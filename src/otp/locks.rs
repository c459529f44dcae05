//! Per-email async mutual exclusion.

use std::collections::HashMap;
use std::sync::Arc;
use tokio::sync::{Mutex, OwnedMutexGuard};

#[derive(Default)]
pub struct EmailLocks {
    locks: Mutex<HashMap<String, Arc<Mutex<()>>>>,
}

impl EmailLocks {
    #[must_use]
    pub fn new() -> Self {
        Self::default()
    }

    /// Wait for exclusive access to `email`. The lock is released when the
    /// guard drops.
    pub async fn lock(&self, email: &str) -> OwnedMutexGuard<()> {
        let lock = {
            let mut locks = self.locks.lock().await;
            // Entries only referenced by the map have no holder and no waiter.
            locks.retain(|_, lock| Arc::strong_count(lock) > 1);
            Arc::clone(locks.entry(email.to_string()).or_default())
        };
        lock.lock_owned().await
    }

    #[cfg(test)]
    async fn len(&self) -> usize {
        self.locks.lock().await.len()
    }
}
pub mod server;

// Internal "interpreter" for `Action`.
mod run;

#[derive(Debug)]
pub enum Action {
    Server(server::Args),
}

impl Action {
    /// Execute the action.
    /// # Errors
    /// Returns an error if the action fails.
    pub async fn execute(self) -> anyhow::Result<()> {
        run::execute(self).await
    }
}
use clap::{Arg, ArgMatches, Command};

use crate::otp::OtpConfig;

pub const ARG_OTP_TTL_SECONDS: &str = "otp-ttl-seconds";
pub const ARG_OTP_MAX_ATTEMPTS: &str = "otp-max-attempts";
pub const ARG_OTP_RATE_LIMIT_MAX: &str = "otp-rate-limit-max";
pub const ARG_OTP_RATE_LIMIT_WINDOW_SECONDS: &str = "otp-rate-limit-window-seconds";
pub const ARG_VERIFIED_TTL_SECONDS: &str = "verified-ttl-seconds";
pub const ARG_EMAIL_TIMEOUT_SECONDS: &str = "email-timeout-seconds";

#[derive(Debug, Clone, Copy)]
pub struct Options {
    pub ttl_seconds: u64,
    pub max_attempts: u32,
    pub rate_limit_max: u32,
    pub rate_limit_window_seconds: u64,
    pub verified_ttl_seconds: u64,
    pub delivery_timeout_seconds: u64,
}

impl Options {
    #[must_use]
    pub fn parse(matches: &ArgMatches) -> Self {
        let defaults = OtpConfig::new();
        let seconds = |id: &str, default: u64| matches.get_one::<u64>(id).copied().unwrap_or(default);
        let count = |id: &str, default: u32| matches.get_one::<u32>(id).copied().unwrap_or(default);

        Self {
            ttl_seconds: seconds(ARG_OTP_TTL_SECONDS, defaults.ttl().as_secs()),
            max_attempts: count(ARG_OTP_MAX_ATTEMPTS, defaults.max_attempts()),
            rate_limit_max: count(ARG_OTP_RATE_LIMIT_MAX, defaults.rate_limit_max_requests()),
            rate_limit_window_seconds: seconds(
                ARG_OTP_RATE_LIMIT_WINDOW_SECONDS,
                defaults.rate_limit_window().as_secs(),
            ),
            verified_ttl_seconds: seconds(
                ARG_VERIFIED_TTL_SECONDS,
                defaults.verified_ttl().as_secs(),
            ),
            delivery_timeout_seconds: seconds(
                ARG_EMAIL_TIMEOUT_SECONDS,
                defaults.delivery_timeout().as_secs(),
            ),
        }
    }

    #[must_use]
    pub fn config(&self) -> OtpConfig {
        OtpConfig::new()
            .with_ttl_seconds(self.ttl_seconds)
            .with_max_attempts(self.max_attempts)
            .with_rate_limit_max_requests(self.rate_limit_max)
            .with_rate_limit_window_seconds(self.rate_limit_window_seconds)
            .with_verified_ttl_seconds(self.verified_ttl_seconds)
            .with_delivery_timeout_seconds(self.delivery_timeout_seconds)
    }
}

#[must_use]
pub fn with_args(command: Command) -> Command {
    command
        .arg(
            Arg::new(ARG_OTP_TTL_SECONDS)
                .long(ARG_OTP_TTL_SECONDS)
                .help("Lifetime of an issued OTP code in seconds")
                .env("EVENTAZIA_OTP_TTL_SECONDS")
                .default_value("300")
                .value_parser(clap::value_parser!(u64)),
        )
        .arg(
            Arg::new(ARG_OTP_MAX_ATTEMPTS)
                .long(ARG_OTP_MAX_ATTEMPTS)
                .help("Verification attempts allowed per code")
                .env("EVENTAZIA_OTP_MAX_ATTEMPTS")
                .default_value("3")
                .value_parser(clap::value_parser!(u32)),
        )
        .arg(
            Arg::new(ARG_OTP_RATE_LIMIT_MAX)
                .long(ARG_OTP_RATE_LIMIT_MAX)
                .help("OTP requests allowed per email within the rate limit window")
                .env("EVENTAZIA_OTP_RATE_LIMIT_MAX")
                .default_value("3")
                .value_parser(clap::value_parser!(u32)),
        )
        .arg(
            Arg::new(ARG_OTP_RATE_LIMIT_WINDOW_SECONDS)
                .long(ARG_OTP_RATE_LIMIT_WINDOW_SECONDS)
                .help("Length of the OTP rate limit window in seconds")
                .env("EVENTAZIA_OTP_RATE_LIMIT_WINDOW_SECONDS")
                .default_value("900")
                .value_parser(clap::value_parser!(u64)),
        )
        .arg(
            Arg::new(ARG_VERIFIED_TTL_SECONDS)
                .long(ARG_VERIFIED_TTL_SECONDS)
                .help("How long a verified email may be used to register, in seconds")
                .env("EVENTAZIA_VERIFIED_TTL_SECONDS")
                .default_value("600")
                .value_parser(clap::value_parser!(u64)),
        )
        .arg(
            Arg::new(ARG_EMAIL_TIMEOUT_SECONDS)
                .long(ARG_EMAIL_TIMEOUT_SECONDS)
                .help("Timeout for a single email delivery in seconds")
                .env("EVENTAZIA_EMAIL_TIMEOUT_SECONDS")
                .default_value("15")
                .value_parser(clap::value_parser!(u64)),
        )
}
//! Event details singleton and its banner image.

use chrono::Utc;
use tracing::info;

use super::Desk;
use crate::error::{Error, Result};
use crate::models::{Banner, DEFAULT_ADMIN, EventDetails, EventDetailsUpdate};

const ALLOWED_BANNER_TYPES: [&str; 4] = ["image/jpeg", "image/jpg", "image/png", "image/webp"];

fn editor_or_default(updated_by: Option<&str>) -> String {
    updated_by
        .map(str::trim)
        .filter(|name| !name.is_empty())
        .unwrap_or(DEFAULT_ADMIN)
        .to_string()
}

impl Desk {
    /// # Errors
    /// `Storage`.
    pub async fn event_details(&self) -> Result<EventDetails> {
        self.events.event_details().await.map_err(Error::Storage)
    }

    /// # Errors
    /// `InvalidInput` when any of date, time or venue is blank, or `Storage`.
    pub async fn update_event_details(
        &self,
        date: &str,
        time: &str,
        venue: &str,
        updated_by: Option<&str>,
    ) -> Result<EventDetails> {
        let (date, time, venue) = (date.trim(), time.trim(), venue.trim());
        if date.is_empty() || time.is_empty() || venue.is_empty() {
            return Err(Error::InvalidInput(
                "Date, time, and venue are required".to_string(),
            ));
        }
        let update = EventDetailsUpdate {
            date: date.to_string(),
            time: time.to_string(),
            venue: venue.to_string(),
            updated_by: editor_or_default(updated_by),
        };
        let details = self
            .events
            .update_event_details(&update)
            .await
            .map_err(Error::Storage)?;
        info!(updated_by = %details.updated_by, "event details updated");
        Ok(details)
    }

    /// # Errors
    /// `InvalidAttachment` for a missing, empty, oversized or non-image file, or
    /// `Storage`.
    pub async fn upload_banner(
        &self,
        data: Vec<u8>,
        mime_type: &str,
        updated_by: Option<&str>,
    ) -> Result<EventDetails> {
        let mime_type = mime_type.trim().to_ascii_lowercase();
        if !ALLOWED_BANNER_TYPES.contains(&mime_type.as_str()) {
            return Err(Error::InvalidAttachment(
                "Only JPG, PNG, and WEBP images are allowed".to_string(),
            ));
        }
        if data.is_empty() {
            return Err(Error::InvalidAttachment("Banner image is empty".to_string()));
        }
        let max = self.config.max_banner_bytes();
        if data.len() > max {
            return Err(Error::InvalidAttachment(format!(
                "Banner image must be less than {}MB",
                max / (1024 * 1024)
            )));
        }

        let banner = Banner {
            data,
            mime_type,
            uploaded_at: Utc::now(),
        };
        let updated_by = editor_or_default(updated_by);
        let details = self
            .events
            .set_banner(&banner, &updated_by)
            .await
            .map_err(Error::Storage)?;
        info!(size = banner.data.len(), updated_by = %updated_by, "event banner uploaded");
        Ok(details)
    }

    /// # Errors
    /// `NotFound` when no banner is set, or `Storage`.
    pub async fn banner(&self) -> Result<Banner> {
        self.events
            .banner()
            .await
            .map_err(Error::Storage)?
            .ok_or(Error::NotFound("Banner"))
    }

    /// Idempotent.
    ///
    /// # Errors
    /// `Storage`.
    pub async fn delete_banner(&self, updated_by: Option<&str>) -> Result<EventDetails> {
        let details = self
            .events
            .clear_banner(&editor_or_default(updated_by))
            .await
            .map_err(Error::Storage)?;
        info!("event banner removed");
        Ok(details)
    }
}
----
◆ **HOW TO COMPLETE THIS TASK**
All lines from the one with "pub async fn banner(&self)" through the final line of the listing above are to be restated word for word; the lines before it are left out.

◆ **RESPONSE TO THE TASK**
    pub async fn banner(&self) -> Result<Banner> {
        self.events
            .banner()
            .await
            .map_err(Error::Storage)?
            .ok_or(Error::NotFound("Banner"))
    }

    /// Idempotent.
    ///
    /// # Errors
    /// `Storage`.
    pub async fn delete_banner(&self, updated_by: Option<&str>) -> Result<EventDetails> {
        let details = self
            .events
            .clear_banner(&editor_or_default(updated_by))
            .await
            .map_err(Error::Storage)?;
        info!("event banner removed");
        Ok(details)
    }
}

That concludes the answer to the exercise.